Rabu 01 Jan 2020 00:01 WIB

Warga Gaza Cemas dan Takut Hadapi Masa Depan

Kehidupan di Gaza, Palestina memburuk.

Rep: MGROL 125/ Red: Ani Nursalikah
Warga Gaza Cemas dan Takut Hadapi Masa Depan. Warga melintasi bangunan yang hancur akibat serangan Israel ke Kota Gaza.
Foto: AP/Hatem Moussa
Warga Gaza Cemas dan Takut Hadapi Masa Depan. Warga melintasi bangunan yang hancur akibat serangan Israel ke Kota Gaza.

REPUBLIKA.CO.ID, GAZA -- Ibu enam anak, Suad Sultan (54 tahun) tidak dapat menyembunyikan ketakutannya tentang masa depan yang dirasa sangat mustahil bagi keluarganya bersama dengan penduduk lain di Jalur Gaza, Palestina.

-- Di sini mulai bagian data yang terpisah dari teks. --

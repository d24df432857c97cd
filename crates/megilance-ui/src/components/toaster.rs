//! On-screen stack of toasts.

use dioxus::prelude::*;
use megilance_core::Component;

use crate::context::{use_class_set, use_toaster};

/// Renders the live toasts, newest first. Place once near the root.
#[component]
pub fn ToastStack() -> Element {
    let mut toaster = use_toaster();
    let Some(base) = use_class_set(Component::Toast) else {
        return rsx! {};
    };
    let toasts = toaster.queue().read().items().to_vec();

    rsx! {
        div { class: "toast-stack", "aria-live": "polite",
            for toast in toasts {
                {
                    let classes = base.clone().variant(toast.variant.class());
                    let id = toast.id;
                    rsx! {
                        div { key: "{id}", class: "{classes}", role: "status",
                            div { class: "toast__body",
                                if let Some(title) = &toast.title {
                                    strong { class: "toast__title", "{title}" }
                                }
                                if let Some(description) = &toast.description {
                                    p { class: "toast__description", "{description}" }
                                }
                            }
                            button {
                                class: "toast__close",
                                r#type: "button",
                                "aria-label": "Dismiss notification",
                                onclick: move |_| toaster.dismiss(id),
                                "\u{00D7}"
                            }
                        }
                    }
                }
            }
        }
    }
}
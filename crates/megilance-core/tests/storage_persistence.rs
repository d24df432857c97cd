//! Persistence across storage reopen: what a user expects to survive a
//! restart of the desktop client.

use std::sync::Arc;

use megilance_core::storage::{open_or_memory, ClientStorage, RedbStorage};
use megilance_core::theme::{SystemPreference, Theme, ThemeState, ThemeStore, THEME_STORAGE_KEY};
use megilance_core::widgets::{announcement_key, Announcement, Selection};
use tempfile::TempDir;

fn storage_path(dir: &TempDir) -> std::path::PathBuf {
    dir.path().join("client.redb")
}

#[test]
fn theme_choice_survives_restart() {
    let dir = TempDir::new().unwrap();

    {
        let storage = Arc::new(RedbStorage::open(storage_path(&dir)).unwrap());
        let store = ThemeStore::new(storage);
        assert_eq!(store.hydrate(SystemPreference::default()), Theme::Light);
        assert_eq!(store.toggle(), Theme::Dark);
    }

    let storage = Arc::new(RedbStorage::open(storage_path(&dir)).unwrap());
    assert_eq!(
        storage.get(THEME_STORAGE_KEY).unwrap().as_deref(),
        Some("dark")
    );
    let store = ThemeStore::new(storage);
    assert_eq!(store.state(), ThemeState::Unset);
    // Stored choice beats the system hint
    assert_eq!(store.hydrate(SystemPreference(Some(Theme::Light))), Theme::Dark);
}

#[test]
fn system_hint_used_on_first_launch() {
    let dir = TempDir::new().unwrap();
    let store = ThemeStore::new(open_or_memory(storage_path(&dir)));
    let hint = SystemPreference::from_value(Some("dark"));
    assert_eq!(store.hydrate(hint), Theme::Dark);
}

#[test]
fn garbage_theme_value_falls_back() {
    let dir = TempDir::new().unwrap();
    let storage = Arc::new(RedbStorage::open(storage_path(&dir)).unwrap());
    storage.set(THEME_STORAGE_KEY, "sepia").unwrap();
    let store = ThemeStore::new(storage);
    assert_eq!(store.hydrate(SystemPreference::default()), Theme::Light);
}

#[test]
fn dismissed_announcement_stays_hidden() {
    let dir = TempDir::new().unwrap();

    {
        let storage = RedbStorage::open(storage_path(&dir)).unwrap();
        let mut banner = Announcement::load("launch-2025", &storage);
        assert!(banner.is_visible());
        banner.dismiss(&storage);
        assert!(!banner.is_visible());
    }

    let storage = RedbStorage::open(storage_path(&dir)).unwrap();
    assert_eq!(
        storage.get(&announcement_key("launch-2025")).unwrap().as_deref(),
        Some("1")
    );
    assert!(!Announcement::load("launch-2025", &storage).is_visible());
    // A different id is unaffected
    assert!(Announcement::load("launch-2026", &storage).is_visible());
}

#[test]
fn selection_survives_restart_and_prunes_missing_rows() {
    let dir = TempDir::new().unwrap();
    let rows = vec!["INV-1".to_string(), "INV-2".to_string(), "INV-3".to_string()];

    {
        let storage = RedbStorage::open(storage_path(&dir)).unwrap();
        let mut selection = Selection::new();
        selection.toggle("INV-1".to_string());
        selection.toggle("INV-3".to_string());
        selection.persist(&storage, "invoices.selection");
    }

    let storage = RedbStorage::open(storage_path(&dir)).unwrap();
    let remaining = vec!["INV-1".to_string(), "INV-2".to_string()];
    let selection = Selection::load(&storage, "invoices.selection", &remaining);
    assert_eq!(selection.count(), 1);
    assert!(selection.is_selected(&"INV-1".to_string()));
    assert!(!selection.all_selected(&rows));
}

#[test]
fn unopenable_path_falls_back_to_memory() {
    let dir = TempDir::new().unwrap();
    // A directory where the file should be cannot be opened as a database
    let blocked = dir.path().join("blocked.redb");
    std::fs::create_dir_all(&blocked).unwrap();

    let storage = open_or_memory(&blocked);
    storage.set("k", "v").unwrap();
    assert_eq!(storage.get("k").unwrap().as_deref(), Some("v"));
}
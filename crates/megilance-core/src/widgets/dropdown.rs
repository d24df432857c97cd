//! Dropdown open-state and selection.

use serde::{Deserialize, Serialize};

/// One selectable entry.
#[derive(Clone, PartialEq, Eq, Debug, Serialize, Deserialize)]
pub struct DropdownOption {
    pub value: String,
    pub label: String,
}

impl DropdownOption {
    pub fn new(value: impl Into<String>, label: impl Into<String>) -> Self {
        Self {
            value: value.into(),
            label: label.into(),
        }
    }
}

/// Open/closed flag plus the current selection.
///
/// Selecting an option or clicking outside always closes the list. Only
/// [`DropdownState::select`] yields a value for the caller's callback, so a
/// callback fires exactly once per user selection.
#[derive(Clone, PartialEq, Debug)]
pub struct DropdownState<T> {
    open: bool,
    selected: Option<T>,
}

impl<T> Default for DropdownState<T> {
    fn default() -> Self {
        Self {
            open: false,
            selected: None,
        }
    }
}

impl<T: Clone> DropdownState<T> {
    pub fn new(selected: Option<T>) -> Self {
        Self {
            open: false,
            selected,
        }
    }

    pub fn is_open(&self) -> bool {
        self.open
    }

    pub fn selected(&self) -> Option<&T> {
        self.selected.as_ref()
    }

    /// Trigger clicked.
    pub fn toggle(&mut self) {
        self.open = !self.open;
    }

    /// An option was clicked. Closes the list and returns the value to hand
    /// to the selection callback.
    pub fn select(&mut self, option: T) -> T {
        self.selected = Some(option.clone());
        self.open = false;
        option
    }

    /// A click landed outside the widget. Closes without selecting.
    pub fn click_outside(&mut self) {
        self.open = false;
    }
}

#[cfg(test)]
mod tests {
    use super::*;

    fn options() -> Vec<DropdownOption> {
        vec![
            DropdownOption::new("hourly", "Hourly"),
            DropdownOption::new("fixed", "Fixed price"),
        ]
    }

    #[test]
    fn select_returns_option_and_closes() {
        let opts = options();
        let mut state = DropdownState::default();
        state.toggle();
        assert!(state.is_open());

        let picked = state.select(opts[1].clone());
        assert_eq!(picked, opts[1]);
        assert_eq!(state.selected(), Some(&opts[1]));
        assert!(!state.is_open());
    }

    #[test]
    fn click_outside_closes_without_selecting() {
        let mut state: DropdownState<DropdownOption> = DropdownState::default();
        state.toggle();
        state.click_outside();
        assert!(!state.is_open());
        assert!(state.selected().is_none());
    }

    #[test]
    fn click_outside_keeps_previous_selection() {
        let opts = options();
        let mut state = DropdownState::new(Some(opts[0].clone()));
        state.toggle();
        state.click_outside();
        assert_eq!(state.selected(), Some(&opts[0]));
    }
}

Setelah terjadi konflik bertahun-tahun dan tidak adanya solusi politik atau ekonomi, membuat kondisi kehidupan di Palestina memburuk.

Dilansir di Arab News, Senin (30/12), dua anak Sultan adalah lulusan universitas, tetapi tidak dapat menemukan pekerjaan dan membangun keluarga mereka sendiri. Seperti halnya suaminya tidak dapat menemukan pekerjaan dengan penghasilan tetap.

Baca Juga

“Kami berada di ambang tahun baru, tetapi saya tidak bisa melihat perbedaan antara tahun lalu dan tahun mendatang. Yang saya lihat adalah tahun penderitaan yang lain,” kata Sultan.

Pada 2012, Konferensi PBB yang membahas tentang Perdagangan dan Pembangunan, memprediksi Jalur Gaza bisa menjadi wilayah yang tidak dapat dihuni pada 2020. "Implikasi sosial, kesehatan dan keamanan dari pertumbuhan demografis yang tinggi dan kelebihan penduduk adalah salah satu faktor yang dapat membuat Gaza tidak dapat dihuni pada 2020," kata laporan tersebut.

 

Jalur Gaza mengalami kelangkaan sumber air hingga 97 persen dari air tanah tidak cocok diminum. Hal tersebut memaksa penduduk setempat membeli pasokan dari pedagang keliling.

photo
Warga Palestina di Gaza City.

Selain itu, kekurangan layanan medis adalah masalah mendesak lainnya.“Saya tidak peduli dengan laporan resmi, positif atau negatif. Keadaan di lapangan menunjukkan kita berada dalam situasi yang sangat buruk," kata Sultan.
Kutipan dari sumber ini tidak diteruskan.